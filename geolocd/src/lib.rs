//! geolocd - location service daemon core
//!
//! This library provides position handlers for GPS, Wi-Fi, cell and the
//! network composite, criteria-based tracking with a minimum-distance
//! filter, web-service geocoding providers and the IPC service that exposes
//! them to clients over a Unix socket.
//!
//! # High-Level API
//!
//! The [`context`] module wires everything from a config file, and the
//! [`service`] module answers client requests against that context:
//!
//! ```ignore
//! use geolocd::config::ConfigFile;
//! use geolocd::context::AppContext;
//! use geolocd::service::{ClientId, LocationService, Request};
//!
//! let context = AppContext::from_config(&ConfigFile::load()?)?;
//! let service = LocationService::new(Arc::new(context));
//!
//! let mut replies = service.handle(ClientId(1), Request::GetCurrentPosition {
//!     handler: HandlerType::Gps,
//! });
//! let reply = replies.recv().await;
//! ```

pub mod config;
pub mod context;
pub mod criteria;
pub mod dispatch;
pub mod error;
pub mod handler;
pub mod http;
pub mod ipc;
pub mod logging;
pub mod plugin;
pub mod position;
pub mod service;
pub mod store;
pub mod time_sync;
pub mod wsp;

/// Version of the geolocd library and CLI.
///
/// This is synchronized across all components in the workspace.
/// The version is defined in `Cargo.toml` and injected at compile time.
pub const VERSION: &str = env!("CARGO_PKG_VERSION");

#[cfg(test)]
mod tests {
    use super::*;

    #[test]
    fn test_version_is_set() {
        assert!(!VERSION.is_empty());
    }
}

- [Task] Across all the records above, how many lines hold the word "ConfigFile"? Answer with only that number.

- [Answer to the problem] 2